Osteoporosis (OP), as one of the most serious complications of SLE, is characterized by a reduction of bone mass per unit volume and destruction of bone microstructure, leading to increased bone fragility and fracture risk in patients with SLE [5]. OP is common in SLE. Bultink [6] indicated that the incidence rate of osteopenia in SLE was 25–74%, OP was 1.4–60.5%. In China, Ji et al. [7] found that osteopenia was 41.7%, OP was 39%, which corresponds to the increased risk of fracture. Studies have reported that the incidence of fracture in SLE was 34.6%, seriously decreasing the quality of life of patients and upregulating mortality rates [8].

In decades, OP have recently received more attention for their damage in SLE. Di Munno et al. [9] reported that risk factors for OP in female patients with SLE were disease-specific (reduced physical activity, cytokines, renal impairment, endocrine factors) and non-disease-specific mechanisms (sunshine avoidance, GCs, immunosuppressants). Bultink indicated that the etiology of bone loss in SLE is multifactorial, including inflammation, serological factors, hormonal factors, metabolic factors, possibly genetic factors, and medication-induced adverse effects [10]. Studies have different opinions. The purpose of this study is to evaluate the risk factors of secondary OP in SLE patients and prevent the occurrence of secondary OP.

Methods

This review was conducted according to Preferred Reporting Items for Systematic Reviews and Meta-Analyses (PRISMA) guidelines for systematic reviews and meta-analyses [11]. Key words and study eligibility criteria were determined. The protocol for the review was registered with PROSPERO (Registration number: CRD42018117580).

Literature search

Two investigators took systematic literature search in PubMed, Embase, CINAHL databases, Wan Fang, Weipu, and CNKI databases till December 2018. The medical subject heading (MeSH) search headings were all combinations of index terms: “Systemic lupus erythematosus” or “SLE” or “lupus” and “osteoporosis” or “OP” and “risk factors”. Eligibility criteria include observational studies which analyzes the prevalence and risk factors of OP in SLE. At the same time, the reference lists of identified manuscripts were hand-searched and scrutinized to identify other relevant publications.
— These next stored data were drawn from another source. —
// ==========================================
// D.O.A 退货处置系统 - 看板 API
// ==========================================
// 职责: 汇总统计（计数、等级分布、估值）与操作日志查询
// 红线: 只读; 每次调用基于仓储当前快照计算, 不缓存
// ==========================================

use std::collections::BTreeMap;
use std::sync::Arc;

use tracing::debug;

use crate::api::error::{ApiError, ApiResult};
use crate::domain::action_log::ActionLog;
use crate::domain::types::{Grade, ReturnStatus, StorageBucket};
use crate::engine::{DoaAggregator, DoaOverview, GradeShare};
use crate::repository::{ActionLogRepository, ReturnRecordRepository};

// ==========================================
// DashboardApi - 看板 API
// ==========================================

/// 看板API
///
/// 职责：
/// 1. 状态/等级计数与已处置总数
/// 2. 总览卡片、等级分布、估值汇总
/// 3. 操作日志查询
/// 4. 库位审批分类
pub struct DashboardApi {
    record_repo: Arc<ReturnRecordRepository>,
    action_log_repo: Arc<ActionLogRepository>,
    aggregator: DoaAggregator,
    approval_required: Vec<StorageBucket>,
}

impl DashboardApi {
    /// 创建新的DashboardApi实例
    ///
    /// # 参数
    /// - record_repo: 退货记录仓储
    /// - action_log_repo: 操作日志仓储
    /// - approval_required: 需要审批的库位（来自配置）
    pub fn new(
        record_repo: Arc<ReturnRecordRepository>,
        action_log_repo: Arc<ActionLogRepository>,
        approval_required: Vec<StorageBucket>,
    ) -> Self {
        Self {
            record_repo,
            action_log_repo,
            aggregator: DoaAggregator::new(),
            approval_required,
        }
    }

    // ==========================================
    // 汇总统计
    // ==========================================

    /// 按状态计数（五个状态全部出现）
    pub fn count_by_status(&self) -> ApiResult<BTreeMap<ReturnStatus, usize>> {
        let records = self.record_repo.list_all()?;
        Ok(self.aggregator.count_by_status(&records))
    }

    /// 按等级计数（A-D 全部出现, 未定级不计入）
    pub fn count_by_grade(&self) -> ApiResult<BTreeMap<Grade, usize>> {
        let records = self.record_repo.list_all()?;
        Ok(self.aggregator.count_by_grade(&records))
    }

    /// 已处置数（库位 WSK/DG）
    pub fn total_finished(&self) -> ApiResult<usize> {
        let records = self.record_repo.list_all()?;
        Ok(self.aggregator.total_finished(&records))
    }

    /// 总览卡片
    pub fn overview(&self) -> ApiResult<DoaOverview> {
        let records = self.record_repo.list_all()?;
        let overview = self.aggregator.overview(&records);
        debug!(
            total = overview.total,
            at_service = overview.at_service,
            in_clearance = overview.in_clearance,
            finished = overview.finished,
            "看板总览"
        );
        Ok(overview)
    }

    /// 等级分布
    pub fn grade_distribution(&self) -> ApiResult<Vec<GradeShare>> {
        let records = self.record_repo.list_all()?;
        Ok(self.aggregator.grade_distribution(&records))
    }

    /// 按状态汇总不含税估值
    pub fn valuation_by_status(&self) -> ApiResult<BTreeMap<ReturnStatus, f64>> {
        let records = self.record_repo.list_all()?;
        Ok(self.aggregator.valuation_by_status(&records))
    }

    // ==========================================
    // 库位审批分类
    // ==========================================

    /// 库位是否需要审批（仅分类, 审批流程不在本系统内）
    pub fn requires_approval(&self, storage: &str) -> ApiResult<bool> {
        let bucket = StorageBucket::parse(storage)
            .ok_or_else(|| ApiError::InvalidInput(format!("未知库位: {}", storage)))?;
        Ok(bucket.requires_approval(&self.approval_required))
    }

    // ==========================================
    // 操作日志查询
    // ==========================================

    /// 查询某条记录的操作日志（时间顺序）
    pub fn list_action_logs_by_record(&self, record_id: &str) -> ApiResult<Vec<ActionLog>> {
        if record_id.trim().is_empty() {
            return Err(ApiError::InvalidInput("记录ID不能为空".to_string()));
        }
        Ok(self.action_log_repo.find_by_record_id(record_id)?)
    }

    /// 最近操作（新 → 旧）
    pub fn recent_actions(&self, limit: usize) -> ApiResult<Vec<ActionLog>> {
        if limit == 0 {
            return Err(ApiError::InvalidInput("limit必须大于0".to_string()));
        }
        Ok(self.action_log_repo.find_recent(limit)?)
    }
}
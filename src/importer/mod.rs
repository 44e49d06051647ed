// ==========================================
// D.O.A 退货处置系统 - 导入层
// ==========================================
// 职责: 外部文件 → 入库参数；记录 → CSV 导出
// 支持: Excel, CSV
// ==========================================

pub mod error;
pub mod exporter;
pub mod field_mapper;
pub mod file_parser;
pub mod report;

// 重导出核心类型
pub use error::{ImportError, ImportResult};
pub use exporter::RecordExporter;
pub use field_mapper::{FieldMapper, TEMPLATE_HEADERS};
pub use file_parser::{CsvParser, ExcelParser, FileParser, RawRow, UniversalFileParser};
pub use report::{ImportReport, RowFailure};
We took the search again before the final analyses on 06/01/2019.

Selection criteria

Inclusion criteria include (1) met SLE classification criteria revised by the American Society of Rheumatology (ACR); (2) included secondary OP and non-secondary OP groups; (3) OP diagnostic criteria which met World Health Organization (WHO) diagnostic criteria—Dual Energy X-ray Absorption Density (DXA). Patients were determined to be either normal (T score > − 1.0), osteogenic (T score < − 1.0), and osteoporotic (T score < − 2.5) [12].

Exclusion criteria include (1) history of taking estrogen, androgen, anticoagulant, and drugs affecting bone metabolism; (2) severe liver and kidney dysfunction, Cushing syndrome, history of thyroid and parathyroid diseases, ovariectomy, and other diseases affecting bone metabolism.

Study selection

Two authors independently screened the title and abstract of all included studies. We excluded unrelated studies. We took full-text review for the rest of the studies. Reviewers also took discussion to solve disagreement over study eligibility at both the title/abstract and full-text review stages. A third reviewer was identified in case of disagreement or uncertainty. Any disagreements were resolved by discussion.

Data extraction

The following information was extracted from each included study: first author, publication year, country, risk factors (age, disease duration, cumulative oral GCs doses, duration of GCs therapy, daily GCs dose, SLEDAI, SLE damage index (SLICC/ACR), menopause, and BMI), numbers of OP cases, numbers of SLE cases, method of ascertainment of OP, and study quality. Extracted data were extracted into a standardized Excel (Microsoft Corporation, Redmond, WA, USA) file. Missing information were obtained by email. The data were independently extracted by two authors.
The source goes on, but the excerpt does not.